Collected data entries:
##############################
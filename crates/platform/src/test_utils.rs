//! Helpers for tests that talk to an in-process HTTP server.

use axum::Router;
use tokio::net::TcpListener;

use crate::config::{Endpoints, SessionConfig};
use crate::session::HttpSession;

/// Serve `router` on an ephemeral local port and return its base URL.
pub async fn spawn_server(router: Router) -> String {
    let listener = TcpListener::bind("127.0.0.1:0").await.unwrap();
    let addr = listener.local_addr().unwrap();
    tokio::spawn(async move {
        axum::serve(listener, router).await.unwrap();
    });
    format!("http://{addr}")
}

/// Session pointed at `base` for every host, with IP discovery disabled.
pub fn test_session(base: &str) -> HttpSession {
    let config = SessionConfig {
        api_timeout_secs: 5,
        ip_echo_services: Vec::new(),
        ..SessionConfig::default()
    };
    HttpSession::new(config, Endpoints::all_at(base)).unwrap()
}

/// Like [`test_session`], with `<base>/ip?format=json` as the only IP echo
/// service.
pub fn test_session_with_ip(base: &str) -> HttpSession {
    let config = SessionConfig {
        api_timeout_secs: 5,
        ip_echo_timeout_secs: 2,
        ip_echo_services: vec![format!("{base}/ip?format=json")],
        ..SessionConfig::default()
    };
    HttpSession::new(config, Endpoints::all_at(base)).unwrap()
}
##############################
Your task:
Wherever the string "TcpListener" occurs in the records above, copy that line.

Exercise answer:
use tokio::net::TcpListener;
    let listener = TcpListener::bind("127.0.0.1:0").await.unwrap();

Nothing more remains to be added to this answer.